Many outlets published an Associated Press report that drew attention away from the possibility that firearms ownership might reduce crime:
Though researchers differ over all the reasons why gun violence has declined, many attribute it to the aging of the baby boomers. The crime rate was higher in the 1960s and 1970s when many in that large generation were teenagers, an age when higher proportions of people commit crimes.
Crime rates dropped in the early 1980s as that generation aged, rose in the latter part of that decade as the use of crack cocaine grew, then dropped again in the 1990s as the nation’s economy improved, analysts say.
But they never explain why violent crime hasn’t surged in recent years due to the faltering economy, but instead continued declining. Baby boomers grew up to parent the Echo Boom, estimated to be a similar-sized generation. This group is now old enough to behave dangerously, but violent crime continued decreasing. Drug addiction trended from crack cocaine to methamphetamine, but violent crime continued dropping.
The following graph shows how the shooting murder rate declined 49%, despite an estimated 32% increase in the civilian firearms inventory*:
To derogate this “more guns, less homicide” trend, media outlets like New York Times cite the General Social Survey from the University of Chicago (Illinois), stating: “The gun ownership rate has fallen across a broad cross section of households since the early 1970s.” But media ignore their own reports showing an increase in new gun owners.
Gun ownership is even growing in Illinois, where state police are “swamped” by a “huge backlog of applications for Firearms Owner Identification cards,” which are required for legal gun ownership there. CBS reports: "Every month since December has seen a record number of Illinois residents applying for FOID cards."
Corporate media accurately reported the declines: between 1993 and 2011, firearms homicide deaths declined 39%, and the rate (per 100,000 population) decreased 49%. During this time, the number of right-to-carry (RTC) states -- where law-abiding citizens can carry concealed handguns in public -- increased from 17 to 40. The drop in homicides probably indicates that concealed carry puts attackers at a disadvantage. FBI crime data supports this premise: Between 2001 and 2011, RTC states averaged a 38% lower homicide rate than carry-restricted states.
Media ignored the DOJ report when it showed that the number of homicides at school “declined over time.” The following graph shows the long-term trend for ages 5-18. (Of course, the 2012 Sandy Hook mass murder alters the existing trend, but one year is insufficient to declare a new trend.)
The following table -- based upon data from the Centers for Disease Control (CDC) -- shows that between 1993 and 2010, the 5-18 age group experienced greater declines in shooting victimization than the rest of the population. (The DOJ authors used the CDC database, too.)
Corporate media couldn’t resist including gun-control rhetoric:
Gun control supporters said the numbers have declined but remain too high, with U.S. rates of gun killings remaining far greater than most other nations.

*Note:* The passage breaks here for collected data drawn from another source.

#[test]
fn test_check_reports_listed_ant_missing_from_site() {
    let dir = setup_inputs();
    fs::write(
        dir.path().join("ants.txt"),
        format!("{}ghost ant\n", LISTING),
    )
    .unwrap();

    pipeline_cmd(dir.path(), "check")
        .args(["--history-file", "history.json", "--listing", "ants.txt"])
        .assert()
        .success()
        .stdout(predicate::str::contains("'ghost ant' is not a site ant"))
        .stdout(predicate::str::contains("Integrity check found 1 error(s)"));
}

#[test]
fn test_check_deny_errors_fails_on_error_findings() {
    let dir = setup_inputs();
    fs::write(
        dir.path().join("ants.txt"),
        format!("{}ghost ant\n", LISTING),
    )
    .unwrap();

    pipeline_cmd(dir.path(), "check")
        .args(["--history-file", "history.json", "--listing", "ants.txt"])
        .arg("--deny-errors")
        .assert()
        .failure()
        .stdout(predicate::str::contains("'ghost ant' is not a site ant"))
        .stderr(predicate::str::contains("Integrity check failed with 1 error(s)"));
}

#[test]
fn test_check_deny_errors_allows_warnings() {
    let dir = setup_inputs();

    pipeline_cmd(dir.path(), "check")
        .args(["--history-file", "history.json", "--listing", "ants.txt"])
        .arg("--deny-errors")
        .assert()
        .success();
}

#[test]
fn test_check_json_report() {
    let dir = setup_inputs();

    let assert = pipeline_cmd(dir.path(), "check")
        .args([
            "--history-file",
            "history.json",
            "--listing",
            "ants.txt",
            "--format",
            "json",
        ])
        .assert()
        .success();

    let json = stdout_json(assert.get_output());
    assert_eq!(json["site_ants"], 4);
    assert_eq!(json["listed"], 3);
    let findings = json["findings"].as_array().unwrap();
    assert_eq!(findings.len(), 1);
    assert_eq!(findings[0]["kind"], "unaccounted");
    assert_eq!(findings[0]["content"], "forgotten ant");
}

// =============================================================================
// Standalone Command Tests
// =============================================================================

#[test]
fn test_hash_matches_known_value() {
    antledger_cmd()
        .args(["hash", "hello"])
        .assert()
        .success()
        .stdout("99162322\n");
}

#[test]
fn test_hash_json() {
    let assert = antledger_cmd()
        .args(["hash", "ab", "--format", "json"])
        .assert()
        .success();

    let json = stdout_json(assert.get_output());
    assert_eq!(json["content"], "ab");
    assert_eq!(json["hash"], 3105);
}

According to United Nations data, the U.S. has the 92nd highest homicide rate, compared to most other nations.
The DOJ authors noted: “From 1993 to 2010, males, blacks, and persons ages 18 to 24 had the highest rates of firearm homicide.” The Associated Press report included a variation on the race-related message:
Fifty-five percent of gun homicide victims in 2010 were black, far beyond their 13 percent share of the population.

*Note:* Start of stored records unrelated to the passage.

//! Version-control history lookups
//!
//! [`GitHistory`] answers "when did this content first appear" with
//! `git log -S<content>`. Content is passed as its own argument, never through
//! a shell, and glued to the `-S` flag so a leading dash cannot turn it into an
//! option. Each lookup is bounded by a timeout; a lookup that exceeds it is
//! killed and reported as a failure.
//!
//! [`FixtureHistory`] answers from a JSON map instead, for offline runs and
//! tests.

use std::collections::HashMap;
use std::fs;
use std::io::Read;
use std::path::{Path, PathBuf};
use std::process::{Command, Stdio};
use std::thread::JoinHandle;
use std::time::{Duration, Instant};

use anyhow::{Context, Result};
use chrono::{DateTime, Utc};

use crate::domain::{EarliestAppearance, HistoryError};

const POLL_INTERVAL: Duration = Duration::from_millis(20);

/// Earliest appearance from a git repository's history
#[derive(Debug, Clone)]
pub struct GitHistory {
    repo: PathBuf,
    timeout: Duration,
}

impl GitHistory {
    pub fn new(repo: impl Into<PathBuf>, timeout: Duration) -> Self {
        Self {
            repo: repo.into(),
            timeout,
        }
    }

    /// Arguments for the pickaxe search, oldest commit last
    fn log_args(content: &str) -> Vec<String> {
        vec![
            "log".to_string(),
            "--format=%cI".to_string(),
            format!("-S{}", content),
        ]
    }

    fn run_git(&self, args: &[String], content: &str) -> Result<String, HistoryError> {
        let mut child = Command::new("git")
            .args(args)
            .current_dir(&self.repo)
            .stdin(Stdio::null())
            .stdout(Stdio::piped())
            .stderr(Stdio::piped())
            .spawn()
            .map_err(|err| {
                HistoryError::CommandFailed(format!(
                    "failed to run git in {}: {}",
                    self.repo.display(),
                    err
                ))
            })?;

        let stdout = drain(child.stdout.take());
        let stderr = drain(child.stderr.take());

        let start = Instant::now();
        let status = loop {
            match child.try_wait() {
                Ok(Some(status)) => break status,
                Ok(None) if start.elapsed() >= self.timeout => {
                    let _ = child.kill();
                    let _ = child.wait();
                    return Err(HistoryError::Timeout {
                        content: content.to_string(),
                        secs: self.timeout.as_secs(),
                    });
                }
                Ok(None) => std::thread::sleep(POLL_INTERVAL),
                Err(err) => return Err(HistoryError::CommandFailed(err.to_string())),
            }
        };

        let stdout = collect(stdout)?;
        if status.success() {
            Ok(stdout)
        } else {
            let stderr = collect(stderr)?;
            let message = stderr.trim();
            Err(HistoryError::CommandFailed(if message.is_empty() {
                format!("git {} exited with {}", args[0], status)
            } else {
                message.to_string()
            }))
        }
    }
}

fn drain<R: Read + Send + 'static>(pipe: Option<R>) -> JoinHandle<std::io::Result<String>> {
    std::thread::spawn(move || {
        let mut buf = String::new();
        if let Some(mut pipe) = pipe {
            pipe.read_to_string(&mut buf)?;
        }
        Ok(buf)
    })
}

fn collect(handle: JoinHandle<std::io::Result<String>>) -> Result<String, HistoryError> {
    handle
        .join()
        .map_err(|_| HistoryError::CommandFailed("output reader panicked".to_string()))?
        .map_err(|err| HistoryError::CommandFailed(err.to_string()))
}

/// Oldest commit date in `git log` output (newest first)
fn parse_oldest(stdout: &str) -> Result<Option<DateTime<Utc>>, HistoryError> {
    let Some(line) = stdout.lines().map(str::trim).filter(|l| !l.is_empty()).last() else {
        return Ok(None);
    };

    DateTime::parse_from_rfc3339(line)
        .map(|dt| Some(dt.with_timezone(&Utc)))
        .map_err(|err| HistoryError::Parse(format!("'{}': {}", line, err)))
}

impl EarliestAppearance for GitHistory {
    fn earliest_appearance(&self, content: &str) -> Result<DateTime<Utc>, HistoryError> {
        if content.is_empty() {
            return Err(HistoryError::NotFound(String::new()));
        }

        let stdout = self.run_git(&Self::log_args(content), content)?;
        parse_oldest(&stdout)?.ok_or_else(|| HistoryError::NotFound(content.to_string()))
    }
}

/// Earliest appearance from a JSON object of `content -> timestamp`
#[derive(Debug, Clone, Default)]
pub struct FixtureHistory {
    entries: HashMap<String, DateTime<Utc>>,
}

impl FixtureHistory {
    pub fn new(entries: HashMap<String, DateTime<Utc>>) -> Self {
        Self { entries }
    }

    pub fn load(path: &Path) -> Result<Self> {
        let content = fs::read_to_string(path)
            .with_context(|| format!("Failed to read history file: {}", path.display()))?;

        let entries = serde_json::from_str(&content)
            .with_context(|| format!("Failed to parse history file: {}", path.display()))?;

        Ok(Self { entries })
    }
}

impl EarliestAppearance for FixtureHistory {
    fn earliest_appearance(&self, content: &str) -> Result<DateTime<Utc>, HistoryError> {
        self.entries.earliest_appearance(content)
    }
}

Since 1994, FBI data show that 50% of all murderers are black, far beyond their population share. The following graph shows that black attackers have accounted for a larger percentage of all murders over time, averaging over 50% since 2003.
The FBI reports that between 2000 and 2011, black attackers murdered 92% of black victims. A small percentage of the total population is over-represented for both attackers and victims.